[Data excerpts]
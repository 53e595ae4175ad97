//! Black-Scholes pricing for European options with a continuous dividend yield.
//!
//! ## Mathematical Formulas
//!
//! **Call Price**: C = S·e^(-qT)·N(d₁) - K·e^(-rT)·N(d₂)
//! **Put Price**: P = K·e^(-rT)·N(-d₂) - S·e^(-qT)·N(-d₁)
//!
//! Where:
//! - d₁ = (ln(S/K) + (r - q + σ²/2)T) / (σ√T)
//! - d₂ = d₁ - σ√T

use super::distributions::norm_cdf;
use crate::simulators::ModelError;

/// Black-Scholes model for European option pricing.
///
/// # Examples
/// ```
/// use pricer_models::analytical::BlackScholes;
///
/// let bs = BlackScholes::new(100.0, 0.05, 0.2).unwrap();
/// let call_price = bs.price_call(100.0, 1.0);
/// let put_price = bs.price_put(100.0, 1.0);
///
/// // Put-call parity: C - P = S - K*exp(-rT)
/// let parity = call_price - put_price - (100.0 - 100.0 * (-0.05_f64).exp());
/// assert!(parity.abs() < 1e-10);
/// ```
#[derive(Debug, Clone, Copy, PartialEq)]
pub struct BlackScholes {
    /// Spot price (S)
    spot: f64,
    /// Risk-free interest rate (r)
    rate: f64,
    /// Continuous dividend yield (q)
    dividend_yield: f64,
    /// Volatility (σ)
    volatility: f64,
}

impl BlackScholes {
    /// Creates a model without dividends.
    ///
    /// # Errors
    /// - `ModelError::InvalidSpot` if spot <= 0
    /// - `ModelError::InvalidVolatility` if volatility <= 0
    pub fn new(spot: f64, rate: f64, volatility: f64) -> Result<Self, ModelError> {
        if spot <= 0.0 || !spot.is_finite() {
            return Err(ModelError::InvalidSpot { spot });
        }
        if volatility <= 0.0 || !volatility.is_finite() {
            return Err(ModelError::InvalidVolatility { volatility });
        }
        Ok(Self {
            spot,
            rate,
            dividend_yield: 0.0,
            volatility,
        })
    }

    /// Sets the continuous dividend yield.
    #[inline]
    pub fn with_dividend_yield(mut self, dividend_yield: f64) -> Self {
        self.dividend_yield = dividend_yield;
        self
    }

    /// Returns the spot price.
    #[inline]
    pub fn spot(&self) -> f64 {
        self.spot
    }

    /// Returns the risk-free rate.
    #[inline]
    pub fn rate(&self) -> f64 {
        self.rate
    }

    /// Returns the dividend yield.
    #[inline]
    pub fn dividend_yield(&self) -> f64 {
        self.dividend_yield
    }

    /// Returns the volatility.
    #[inline]
    pub fn volatility(&self) -> f64 {
        self.volatility
    }

    /// d₁ = (ln(S/K) + (r - q + σ²/2)T) / (σ√T)
    #[inline]
    pub fn d1(&self, strike: f64, expiry: f64) -> f64 {
        let vol_sqrt_t = self.volatility * expiry.sqrt();
        let drift = (self.rate - self.dividend_yield + 0.5 * self.volatility * self.volatility) * expiry;
        ((self.spot / strike).ln() + drift) / vol_sqrt_t
    }

    /// d₂ = d₁ - σ√T
    #[inline]
    pub fn d2(&self, strike: f64, expiry: f64) -> f64 {
        self.d1(strike, expiry) - self.volatility * expiry.sqrt()
    }

    /// European call price. At or past expiry, the intrinsic value.
    pub fn price_call(&self, strike: f64, expiry: f64) -> f64 {
        if expiry <= 1e-10 {
            return (self.spot - strike).max(0.0);
        }
        let forward_spot = self.spot * (-self.dividend_yield * expiry).exp();
        let discount = (-self.rate * expiry).exp();
        forward_spot * norm_cdf(self.d1(strike, expiry))
            - strike * discount * norm_cdf(self.d2(strike, expiry))
    }

    /// European put price. At or past expiry, the intrinsic value.
    pub fn price_put(&self, strike: f64, expiry: f64) -> f64 {
        if expiry <= 1e-10 {
            return (strike - self.spot).max(0.0);
        }
        let forward_spot = self.spot * (-self.dividend_yield * expiry).exp();
        let discount = (-self.rate * expiry).exp();
        strike * discount * norm_cdf(-self.d2(strike, expiry))
            - forward_spot * norm_cdf(-self.d1(strike, expiry))
    }
}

EXERCISE. The lines to retype run from the start of the entries through the line containing "S·e^(-qT)·N(d₁) - K·e^(-rT)·N(d₂)"; reproduce them exactly and add nothing.

YOUR RESPONSE.
repository 53e595ae4175ad97
//! Black-Scholes pricing for European options with a continuous dividend yield.
//!
//! ## Mathematical Formulas
//!
//! **Call Price**: C = S·e^(-qT)·N(d₁) - K·e^(-rT)·N(d₂)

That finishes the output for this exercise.